(Dataset items)
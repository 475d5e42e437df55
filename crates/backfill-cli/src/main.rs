mod cmd;

use clap::Parser;

#[derive(Parser)]
#[command(
    name = "issue-backfill",
    about = "Back-fill templated descriptions into blank tracker issues",
    version
)]
struct Cli {}

fn main() {
    let Cli {} = Cli::parse();

    tracing_subscriber::fmt()
        .with_env_filter(
            tracing_subscriber::EnvFilter::from_default_env()
                .add_directive(tracing::Level::WARN.into()),
        )
        .with_target(false)
        .init();

    if let Err(e) = cmd::run::run() {
        // Print the full error chain (anyhow's alternate Display)
        eprintln!("error: {e:#}");
        std::process::exit(1);
    }
}
use crate::types::{PhaseLabel, PillarLabel};
use regex::Regex;
use std::sync::OnceLock;

// ---------------------------------------------------------------------------
// Classification (output)
// ---------------------------------------------------------------------------

/// The (phase, pillar) pair derived from an issue title.
///
/// `phase` without `pillar` marks a phase-overview issue; neither means the
/// title matched no recognized shape.
#[derive(Debug, Clone, Copy, PartialEq, Eq)]
pub struct Classification {
    pub phase: Option<PhaseLabel>,
    pub pillar: Option<PillarLabel>,
}

impl Classification {
    pub fn is_phase_overview(&self) -> bool {
        self.phase.is_some() && self.pillar.is_none()
    }

    pub fn is_undetermined(&self) -> bool {
        self.phase.is_none()
    }
}

// ---------------------------------------------------------------------------
// Classifier
// ---------------------------------------------------------------------------

static PHASE_PILLAR_RE: OnceLock<Regex> = OnceLock::new();
static PHASE_RE: OnceLock<Regex> = OnceLock::new();

fn phase_pillar_re() -> &'static Regex {
    PHASE_PILLAR_RE.get_or_init(|| Regex::new(r"Phase\s+(\d+)\s*-\s*Pillar\s+(\d+)").unwrap())
}

fn phase_re() -> &'static Regex {
    PHASE_RE.get_or_init(|| Regex::new(r"Phase\s+(\d+)").unwrap())
}

/// Extract phase and pillar from an issue title.
///
/// Shapes recognized, in order:
/// 1. "Phase N - Pillar M: ..." -> both labels
/// 2. "Phase N: ..."            -> phase only (overview issue)
/// 3. anything else             -> neither
pub fn classify(title: &str) -> Classification {
    if let Some(caps) = phase_pillar_re().captures(title) {
        let phase = parse_num(&caps[1]).map(PhaseLabel);
        let pillar = parse_num(&caps[2]).map(PillarLabel);
        if let (Some(_), Some(_)) = (phase, pillar) {
            return Classification { phase, pillar };
        }
    }

    if let Some(caps) = phase_re().captures(title) {
        if let Some(n) = parse_num(&caps[1]) {
            return Classification {
                phase: Some(PhaseLabel(n)),
                pillar: None,
            };
        }
    }

    Classification {
        phase: None,
        pillar: None,
    }
}

/// Digit runs longer than a u32 (absurd titles) fall through to "no match".
fn parse_num(digits: &str) -> Option<u32> {
    digits.parse().ok()
}

// ---------------------------------------------------------------------------
// Tests
// ---------------------------------------------------------------------------
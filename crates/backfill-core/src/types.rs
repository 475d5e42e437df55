use std::fmt;

// ---------------------------------------------------------------------------
// PhaseLabel
// ---------------------------------------------------------------------------

/// A phase reference extracted from an issue title, e.g. "Phase 2".
///
/// Any number can appear in a title; only phases present in the catalog
/// resolve to metadata.
#[derive(Debug, Clone, Copy, PartialEq, Eq, Hash)]
pub struct PhaseLabel(pub u32);

impl PhaseLabel {
    pub fn number(self) -> u32 {
        self.0
    }
}

impl fmt::Display for PhaseLabel {
    fn fmt(&self, f: &mut fmt::Formatter<'_>) -> fmt::Result {
        write!(f, "Phase {}", self.0)
    }
}

// ---------------------------------------------------------------------------
// PillarLabel
// ---------------------------------------------------------------------------

/// A pillar reference extracted from an issue title, e.g. "Pillar 3".
#[derive(Debug, Clone, Copy, PartialEq, Eq, Hash)]
pub struct PillarLabel(pub u32);

impl PillarLabel {
    pub fn number(self) -> u32 {
        self.0
    }
}

impl fmt::Display for PillarLabel {
    fn fmt(&self, f: &mut fmt::Formatter<'_>) -> fmt::Result {
        write!(f, "Pillar {}", self.0)
    }
}

// ---------------------------------------------------------------------------
// Tests
// ---------------------------------------------------------------------------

● WHAT TO WORK ON
Write the whole of the data out again exactly as it stands.

● TASK ANSWER
repository 475d5e42e437df55
filename crates/backfill-cli/src/main.rs
mod cmd;

use clap::Parser;

#[derive(Parser)]
#[command(
    name = "issue-backfill",
    about = "Back-fill templated descriptions into blank tracker issues",
    version
)]
struct Cli {}

fn main() {
    let Cli {} = Cli::parse();

    tracing_subscriber::fmt()
        .with_env_filter(
            tracing_subscriber::EnvFilter::from_default_env()
                .add_directive(tracing::Level::WARN.into()),
        )
        .with_target(false)
        .init();

    if let Err(e) = cmd::run::run() {
        // Print the full error chain (anyhow's alternate Display)
        eprintln!("error: {e:#}");
        std::process::exit(1);
    }
}
use crate::types::{PhaseLabel, PillarLabel};
use regex::Regex;
use std::sync::OnceLock;

// ---------------------------------------------------------------------------
// Classification (output)
// ---------------------------------------------------------------------------

/// The (phase, pillar) pair derived from an issue title.
///
/// `phase` without `pillar` marks a phase-overview issue; neither means the
/// title matched no recognized shape.
#[derive(Debug, Clone, Copy, PartialEq, Eq)]
pub struct Classification {
    pub phase: Option<PhaseLabel>,
    pub pillar: Option<PillarLabel>,
}

impl Classification {
    pub fn is_phase_overview(&self) -> bool {
        self.phase.is_some() && self.pillar.is_none()
    }

    pub fn is_undetermined(&self) -> bool {
        self.phase.is_none()
    }
}

// ---------------------------------------------------------------------------
// Classifier
// ---------------------------------------------------------------------------

static PHASE_PILLAR_RE: OnceLock<Regex> = OnceLock::new();
static PHASE_RE: OnceLock<Regex> = OnceLock::new();

fn phase_pillar_re() -> &'static Regex {
    PHASE_PILLAR_RE.get_or_init(|| Regex::new(r"Phase\s+(\d+)\s*-\s*Pillar\s+(\d+)").unwrap())
}

fn phase_re() -> &'static Regex {
    PHASE_RE.get_or_init(|| Regex::new(r"Phase\s+(\d+)").unwrap())
}

/// Extract phase and pillar from an issue title.
///
/// Shapes recognized, in order:
/// 1. "Phase N - Pillar M: ..." -> both labels
/// 2. "Phase N: ..."            -> phase only (overview issue)
/// 3. anything else             -> neither
pub fn classify(title: &str) -> Classification {
    if let Some(caps) = phase_pillar_re().captures(title) {
        let phase = parse_num(&caps[1]).map(PhaseLabel);
        let pillar = parse_num(&caps[2]).map(PillarLabel);
        if let (Some(_), Some(_)) = (phase, pillar) {
            return Classification { phase, pillar };
        }
    }

    if let Some(caps) = phase_re().captures(title) {
        if let Some(n) = parse_num(&caps[1]) {
            return Classification {
                phase: Some(PhaseLabel(n)),
                pillar: None,
            };
        }
    }

    Classification {
        phase: None,
        pillar: None,
    }
}

/// Digit runs longer than a u32 (absurd titles) fall through to "no match".
fn parse_num(digits: &str) -> Option<u32> {
    digits.parse().ok()
}

// ---------------------------------------------------------------------------
// Tests
// ---------------------------------------------------------------------------
filename crates/backfill-core/src/types.rs
repository 475d5e42e437df55
use std::fmt;

// ---------------------------------------------------------------------------
// PhaseLabel
// ---------------------------------------------------------------------------

/// A phase reference extracted from an issue title, e.g. "Phase 2".
///
/// Any number can appear in a title; only phases present in the catalog
/// resolve to metadata.
#[derive(Debug, Clone, Copy, PartialEq, Eq, Hash)]
pub struct PhaseLabel(pub u32);

impl PhaseLabel {
    pub fn number(self) -> u32 {
        self.0
    }
}

impl fmt::Display for PhaseLabel {
    fn fmt(&self, f: &mut fmt::Formatter<'_>) -> fmt::Result {
        write!(f, "Phase {}", self.0)
    }
}

// ---------------------------------------------------------------------------
// PillarLabel
// ---------------------------------------------------------------------------

/// A pillar reference extracted from an issue title, e.g. "Pillar 3".
#[derive(Debug, Clone, Copy, PartialEq, Eq, Hash)]
pub struct PillarLabel(pub u32);

impl PillarLabel {
    pub fn number(self) -> u32 {
        self.0
    }
}

impl fmt::Display for PillarLabel {
    fn fmt(&self, f: &mut fmt::Formatter<'_>) -> fmt::Result {
        write!(f, "Pillar {}", self.0)
    }
}

// ---------------------------------------------------------------------------
// Tests
// ---------------------------------------------------------------------------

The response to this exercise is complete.